▶ **Excerpts from a dataset**
════════════════

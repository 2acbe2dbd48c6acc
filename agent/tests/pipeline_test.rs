use std::path::Path;
use std::sync::Arc;

use anyhow::Result;
use chrono::{DateTime, TimeZone, Utc};
use logmeter_agent::config::{IngestConfig, ServerConfig};
use logmeter_agent::{LocalConnector, Pipeline, StateStore};
use logmeter_aggregator::storage::{InMemoryTableStore, TableStore};
use logmeter_aggregator::{DomainMap, UploadConfig, Uploader};
use serde_json::json;
use tempfile::TempDir;

const LOG_DIR: &str = "/var/log/nginx";

fn log_line(path: &str, status: u16, size: u64, domain: &str) -> String {
    format!(
        "10.0.0.1(-) \"[31/Jul/2016:22:54:30 +0400]\" \"0.100\" \"GET {path} HTTP/1.1\" \"{status}\" \"{size}\" \"{domain}\" \"-\" \"UA\"\n"
    )
}

fn sample_log() -> String {
    [
        log_line("/some/file.jpg", 200, 32327, "some-domain.com"),
        log_line("/filestore/a.jpg", 200, 100, "www.some-domain.com"),
        log_line("/api", 400, 50, "other.com"),
        log_line("/", 200, 10, "unknown.com"),
        log_line("/gone", 410, 999, "some-domain.com"),
        "garbage\n".to_string(),
    ]
    .concat()
}

fn domains() -> Arc<DomainMap> {
    let mut map = DomainMap::new();
    map.insert("some-domain.com".to_string(), 1);
    map.insert("www.some-domain.com".to_string(), 1);
    map.insert("other.com".to_string(), 2);
    Arc::new(map)
}

fn run_time() -> DateTime<Utc> {
    Utc.with_ymd_and_hms(2016, 8, 1, 0, 5, 0).unwrap()
}

struct Host {
    root: TempDir,
    server: ServerConfig,
}

impl Host {
    fn new(port: u16) -> Self {
        let root = tempfile::tempdir().unwrap();
        std::fs::create_dir_all(root.path().join("var/log/nginx")).unwrap();
        let server = ServerConfig {
            address: "10.0.0.1".to_string(),
            port,
            log_dir: LOG_DIR.to_string(),
            root: Some(root.path().to_path_buf()),
        };
        Self { root, server }
    }

    fn write_log(&self, contents: &str) {
        std::fs::write(self.root.path().join("var/log/nginx/access.log"), contents).unwrap();
    }

    fn log_len(&self) -> u64 {
        std::fs::metadata(self.root.path().join("var/log/nginx/access.log"))
            .unwrap()
            .len()
    }
}

fn pipeline(state_dir: &Path) -> Pipeline {
    Pipeline::new(
        Arc::new(LocalConnector),
        domains(),
        StateStore::new(state_dir),
        IngestConfig::default(),
        "usage",
    )
}

fn uploader(store: &Arc<InMemoryTableStore>) -> Arc<Uploader> {
    let store: Arc<dyn TableStore> = store.clone();
    Arc::new(Uploader::new(store, UploadConfig::default()))
}

#[tokio::test]
async fn test_run_uploads_and_saves_state() -> Result<()> {
    let host = Host::new(22);
    host.write_log(&sample_log());
    let state_dir = tempfile::tempdir()?;
    let store = Arc::new(InMemoryTableStore::new());
    let pipeline = pipeline(state_dir.path()).with_uploader(uploader(&store), false);

    let report = pipeline.process_host_at(&host.server, run_time()).await?;
    assert_eq!(report.lines_parsed, 5);
    assert_eq!(report.unparsed_lines, 1);
    assert_eq!(report.aggregate.ignored, 1);
    assert_eq!(report.aggregate.unknown_domains.len(), 1);
    assert_eq!(report.bytes_read(), host.log_len());
    assert!(report.state_saved);

    let upload = report.upload.expect("upload ran");
    assert!(upload.is_success());
    assert_eq!(upload.entities_uploaded, 2);

    assert_eq!(store.table_names(), vec!["usage201607".to_string()]);
    let entities = store.entities("usage201607");
    let site = entities
        .iter()
        .find(|e| e.partition_key == "1")
        .expect("website 1 entity");
    assert_eq!(site.row_key, "1469988000-10.0.0.1:22-1470009900");
    assert_eq!(site.properties["Time"], json!(1469988000));
    assert_eq!(site.properties["Dynamic"], json!(32327));
    assert_eq!(site.properties["DynamicCount"], json!(1));
    assert_eq!(site.properties["Files"], json!(100));
    let other = entities.iter().find(|e| e.partition_key == "2").unwrap();
    assert_eq!(other.properties["Other"], json!(50));
    assert_eq!(other.properties["OtherCount"], json!(1));

    let marker = StateStore::new(state_dir.path()).load(22).await?.unwrap();
    assert_eq!(marker.bytes_read, host.log_len());
    assert!(marker.rotated.is_none());
    Ok(())
}

#[tokio::test]
async fn test_second_run_without_new_lines_uploads_nothing() -> Result<()> {
    let host = Host::new(22);
    host.write_log(&sample_log());
    let state_dir = tempfile::tempdir()?;
    let store = Arc::new(InMemoryTableStore::new());
    let pipeline = pipeline(state_dir.path()).with_uploader(uploader(&store), false);

    pipeline.process_host_at(&host.server, run_time()).await?;
    let writes = store.write_requests();

    let report = pipeline.process_host_at(&host.server, run_time()).await?;
    assert_eq!(report.bytes_read(), 0);
    assert!(report.aggregate.records.is_empty());
    assert_eq!(store.write_requests(), writes);
    assert_eq!(store.entity_count(), 2);
    Ok(())
}

#[tokio::test]
async fn test_failed_upload_keeps_state_when_required() -> Result<()> {
    let host = Host::new(22);
    host.write_log(&sample_log());
    let state_dir = tempfile::tempdir()?;
    let store = Arc::new(InMemoryTableStore::new());
    store.fail_partition("1");
    let pipeline = pipeline(state_dir.path()).with_uploader(uploader(&store), true);

    let report = pipeline.process_host_at(&host.server, run_time()).await?;
    let upload = report.upload.as_ref().unwrap();
    assert!(!upload.is_success());
    assert_eq!(upload.entities_uploaded, 1);
    assert_eq!(upload.failures[0].partition_key, "1");
    assert!(!report.state_saved);
    assert!(StateStore::new(state_dir.path()).load(22).await?.is_none());
    Ok(())
}

#[tokio::test]
async fn test_failed_upload_still_advances_by_default() -> Result<()> {
    let host = Host::new(22);
    host.write_log(&sample_log());
    let state_dir = tempfile::tempdir()?;
    let store = Arc::new(InMemoryTableStore::new());
    store.fail_partition("2");
    let pipeline = pipeline(state_dir.path()).with_uploader(uploader(&store), false);

    let report = pipeline.process_host_at(&host.server, run_time()).await?;
    assert!(!report.upload.unwrap().is_success());
    assert!(report.state_saved);
    assert!(StateStore::new(state_dir.path()).load(22).await?.is_some());
    Ok(())
}

#[tokio::test]
async fn test_dry_run_touches_nothing() -> Result<()> {
    let host = Host::new(22);
    host.write_log(&sample_log());
    let state_dir = tempfile::tempdir()?;
    let store = Arc::new(InMemoryTableStore::new());
    let pipeline = pipeline(state_dir.path())
        .with_uploader(uploader(&store), false)
        .dry_run();

    let report = pipeline.process_host_at(&host.server, run_time()).await?;
    assert_eq!(report.aggregate.records.len(), 2);
    assert!(report.upload.is_none());
    assert!(!report.state_saved);
    assert_eq!(store.write_requests(), 0);
    assert!(!state_dir.path().join("state_22.json").exists());
    Ok(())
}

#[tokio::test]
async fn test_unreachable_host_keeps_state() -> Result<()> {
    let host = Host::new(22);
    let state_dir = tempfile::tempdir()?;
    let server = ServerConfig {
        log_dir: "/missing".to_string(),
        ..host.server.clone()
    };

    let result = pipeline(state_dir.path()).process_host(&server).await;
    assert!(result.is_err());
    assert!(!state_dir.path().join("state_22.json").exists());
    Ok(())
}

#[tokio::test]
async fn test_run_all_isolates_hosts() -> Result<()> {
    let good = Host::new(2201);
    good.write_log(&sample_log());
    let bad = Host::new(2202);
    let state_dir = tempfile::tempdir()?;
    let store = Arc::new(InMemoryTableStore::new());
    let pipeline = Arc::new(pipeline(state_dir.path()).with_uploader(uploader(&store), false));

    let results = pipeline
        .run_all(vec![bad.server.clone(), good.server.clone()])
        .await;
    assert_eq!(results.len(), 2);
    assert_eq!(results[0].0, "10.0.0.1:2201");
    assert!(results[0].1.is_ok());
    assert!(results[1].1.is_err());
    assert_eq!(store.entity_count(), 2);

    let states = StateStore::new(state_dir.path()).list().await?;
    assert_eq!(states.len(), 1);
    assert_eq!(states[0].0, 2201);
    Ok(())
}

════════════════

▶ **Activity**
Return every line above that contains the word "good".

▶ **Exercise result**
    let good = Host::new(2201);
    good.write_log(&sample_log());
        .run_all(vec![bad.server.clone(), good.server.clone()])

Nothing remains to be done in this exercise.